(Requirement) If a line in the data below contains "trimmed", copy it.

Stored data entries
● ● ● ● ●

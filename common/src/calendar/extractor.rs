// Event extraction: calendar document → normalized class sessions

use super::ics::{self, Component, Property};
use crate::errors::SyncIssue;
use crate::identity::split_counterparts;
use crate::models::{
    ClassSession, EntityKind, EntityRef, FetchOutcome, RawCalendarDocument, SessionLink,
};
use chrono::{DateTime, Duration, LocalResult, NaiveDate, NaiveDateTime, TimeZone, Utc};
use chrono_tz::Tz;
use regex::Regex;
use std::collections::BTreeSet;
use std::sync::OnceLock;

/// Settings the extractor needs besides the document itself
#[derive(Debug, Clone, Copy)]
pub struct ExtractionContext {
    /// Zone for floating times and unknown TZIDs
    pub timezone: Tz,
}

impl Default for ExtractionContext {
    fn default() -> Self {
        Self {
            timezone: chrono_tz::Europe::Warsaw,
        }
    }
}

/// Sessions plus the degradations met while producing them
#[derive(Debug, Default)]
pub struct Extraction {
    pub sessions: Vec<ClassSession>,
    pub issues: Vec<SyncIssue>,
}

/// Structured fields of a free-text summary
#[derive(Debug, Clone, PartialEq, Eq, Default)]
pub struct SummaryParts {
    pub subject: String,
    pub class_type: Option<String>,
    pub counterpart: Option<String>,
    pub subgroup: Option<String>,
}

fn subgroup_regex() -> &'static Regex {
    static REGEX: OnceLock<Regex> = OnceLock::new();
    REGEX.get_or_init(|| Regex::new(r"(?i)\(\s*PG\s*:\s*([^)]*)\)").expect("Invalid subgroup regex"))
}

fn typed_colon_regex() -> &'static Regex {
    static REGEX: OnceLock<Regex> = OnceLock::new();
    // subject (type): counterpart; the parenthetical must sit right before the colon
    REGEX.get_or_init(|| {
        Regex::new(r"(?s)^(.*?)\s*\(([^():]{1,10})\)\s*:\s*(.*)$").expect("Invalid summary regex")
    })
}

fn trailing_type_regex() -> &'static Regex {
    static REGEX: OnceLock<Regex> = OnceLock::new();
    REGEX.get_or_init(|| {
        Regex::new(r"(?s)^(.*?)\s*\(([^():]{1,10})\)\s*$").expect("Invalid trailing type regex")
    })
}

fn non_empty(value: &str) -> Option<String> {
    let trimmed = value.trim();
    if trimmed.is_empty() {
        None
    } else {
        Some(trimmed.to_string())
    }
}

/// Parse `subject (type): counterpart (PG: subgroup)`
///
/// Every branch is best effort. A summary that fits no pattern becomes the
/// subject with the other fields left empty.
pub fn parse_summary(summary: &str) -> SummaryParts {
    let trimmed = summary.trim();

    let subgroup = subgroup_regex()
        .captures(trimmed)
        .and_then(|caps| caps.get(1))
        .and_then(|m| non_empty(m.as_str()));
    let text = if subgroup_regex().is_match(trimmed) {
        let stripped = subgroup_regex().replace_all(trimmed, " ");
        stripped.split_whitespace().collect::<Vec<_>>().join(" ")
    } else {
        trimmed.to_string()
    };

    // Without a subject the parenthetical is not a class type
    if let Some(caps) = typed_colon_regex().captures(&text) {
        let subject = caps.get(1).map(|m| m.as_str().trim()).unwrap_or("");
        if !subject.is_empty() {
            return SummaryParts {
                subject: subject.to_string(),
                class_type: caps.get(2).and_then(|m| non_empty(m.as_str())),
                counterpart: caps.get(3).and_then(|m| non_empty(m.as_str())),
                subgroup,
            };
        }
    }

    if let Some(caps) = trailing_type_regex().captures(&text) {
        let subject = caps.get(1).map(|m| m.as_str().trim()).unwrap_or("");
        if !subject.is_empty() {
            return SummaryParts {
                subject: subject.to_string(),
                class_type: caps.get(2).and_then(|m| non_empty(m.as_str())),
                counterpart: None,
                subgroup,
            };
        }
    }

    SummaryParts {
        subject: text,
        class_type: None,
        counterpart: None,
        subgroup,
    }
}

/// Parse a DATE or DATE-TIME property into UTC
///
/// `Z` suffix is UTC, `TZID` names the zone, anything else is floating time
/// in the context zone. Date-only values are local midnight.
pub fn parse_timestamp(property: &Property, default_tz: Tz) -> Option<DateTime<Utc>> {
    let value = property.value.trim();
    let tz = property
        .param("TZID")
        .and_then(|name| name.trim().trim_start_matches('/').parse::<Tz>().ok())
        .unwrap_or(default_tz);

    let is_date = property
        .param("VALUE")
        .map(|v| v.eq_ignore_ascii_case("DATE"))
        .unwrap_or(false)
        || (value.len() == 8 && value.chars().all(|c| c.is_ascii_digit()));
    if is_date {
        let date = NaiveDate::parse_from_str(value, "%Y%m%d").ok()?;
        return localize(tz, date.and_hms_opt(0, 0, 0)?);
    }

    if let Some(utc) = value.strip_suffix(['Z', 'z']) {
        return parse_naive(utc).map(|naive| Utc.from_utc_datetime(&naive));
    }

    localize(tz, parse_naive(value)?)
}

fn parse_naive(value: &str) -> Option<NaiveDateTime> {
    NaiveDateTime::parse_from_str(value, "%Y%m%dT%H%M%S")
        .or_else(|_| NaiveDateTime::parse_from_str(value, "%Y%m%dT%H%M"))
        .ok()
}

fn localize(tz: Tz, naive: NaiveDateTime) -> Option<DateTime<Utc>> {
    match tz.from_local_datetime(&naive) {
        LocalResult::Single(t) => Some(t.with_timezone(&Utc)),
        LocalResult::Ambiguous(earliest, _) => Some(earliest.with_timezone(&Utc)),
        // Inside a DST gap: the wall clock skipped forward
        LocalResult::None => tz
            .from_local_datetime(&(naive + Duration::hours(1)))
            .earliest()
            .map(|t| t.with_timezone(&Utc)),
    }
}

/// Extract class sessions from one calendar document
pub fn extract(document: &RawCalendarDocument, context: &ExtractionContext) -> Vec<ClassSession> {
    extract_with_issues(document, context).sessions
}

/// Like [`extract`], also reporting malformed records
pub fn extract_with_issues(
    document: &RawCalendarDocument,
    context: &ExtractionContext,
) -> Extraction {
    let mut extraction = Extraction::default();
    if document.outcome != FetchOutcome::Success {
        return extraction;
    }

    let entity_label = format!("{} {}", document.entity.kind, document.entity.natural_key);
    let parsed = ics::parse(&document.body);
    for issue in &parsed.issues {
        extraction.issues.push(SyncIssue::MalformedRecord {
            entity: entity_label.clone(),
            detail: issue.to_string(),
        });
    }

    for event in parsed.events() {
        let (session, problems) = session_from_event(event, document, context);
        for detail in problems {
            extraction.issues.push(SyncIssue::MalformedRecord {
                entity: entity_label.clone(),
                detail,
            });
        }
        extraction.sessions.push(session);
    }

    extraction
}

fn session_from_event(
    event: &Component,
    document: &RawCalendarDocument,
    context: &ExtractionContext,
) -> (ClassSession, Vec<String>) {
    let mut problems = Vec::new();
    let entity = &document.entity;

    let summary = event.property("SUMMARY").map(Property::text).unwrap_or_else(|| {
        problems.push("event without SUMMARY".to_string());
        String::new()
    });
    let parts = parse_summary(&summary);

    let mut timestamp = |name: &str| match event.property(name) {
        Some(property) => {
            let parsed = parse_timestamp(property, context.timezone);
            if parsed.is_none() {
                problems.push(format!("unparseable {} value '{}'", name, property.value));
            }
            parsed
        }
        None => {
            problems.push(format!("event without {}", name));
            None
        }
    };
    let starts_at = timestamp("DTSTART");
    let ends_at = timestamp("DTEND");

    // CATEGORIES wins over the summary parenthetical
    let class_type = event
        .property("CATEGORIES")
        .and_then(|p| p.text().split(',').find_map(non_empty))
        .or(parts.class_type);

    let counterparts = parts
        .counterpart
        .as_deref()
        .map(split_counterparts)
        .unwrap_or_default();

    let own_ref = EntityRef::Natural(entity.natural_key.clone());
    let counterpart_kind = entity.kind.counterpart();
    let first_counterpart = counterparts.first().cloned().map(EntityRef::Alias);

    let mut links = BTreeSet::new();
    links.insert(SessionLink {
        kind: entity.kind,
        target: own_ref.clone(),
    });
    for name in &counterparts {
        links.insert(SessionLink {
            kind: counterpart_kind,
            target: EntityRef::Alias(name.clone()),
        });
    }

    let (group, instructor, group_code) = match entity.kind {
        EntityKind::Group => (
            Some(own_ref),
            first_counterpart,
            Some(entity.label().to_string()),
        ),
        EntityKind::Instructor => (first_counterpart, Some(own_ref), counterparts.first().cloned()),
    };

    let session = ClassSession {
        subject: parts.subject,
        class_type,
        starts_at,
        ends_at,
        location: event.property("LOCATION").and_then(|p| non_empty(&p.text())),
        subgroup: parts.subgroup,
        counterpart: parts.counterpart,
        uid: event.property("UID").and_then(|p| non_empty(&p.value)),
        group_code,
        group,
        instructor,
        links,
    };
    (session, problems)
}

● ● ● ● ●

(Response to the task)
    let trimmed = value.trim();
    if trimmed.is_empty() {
        Some(trimmed.to_string())
    let trimmed = summary.trim();
        .captures(trimmed)
    let text = if subgroup_regex().is_match(trimmed) {
        let stripped = subgroup_regex().replace_all(trimmed, " ");
        trimmed.to_string()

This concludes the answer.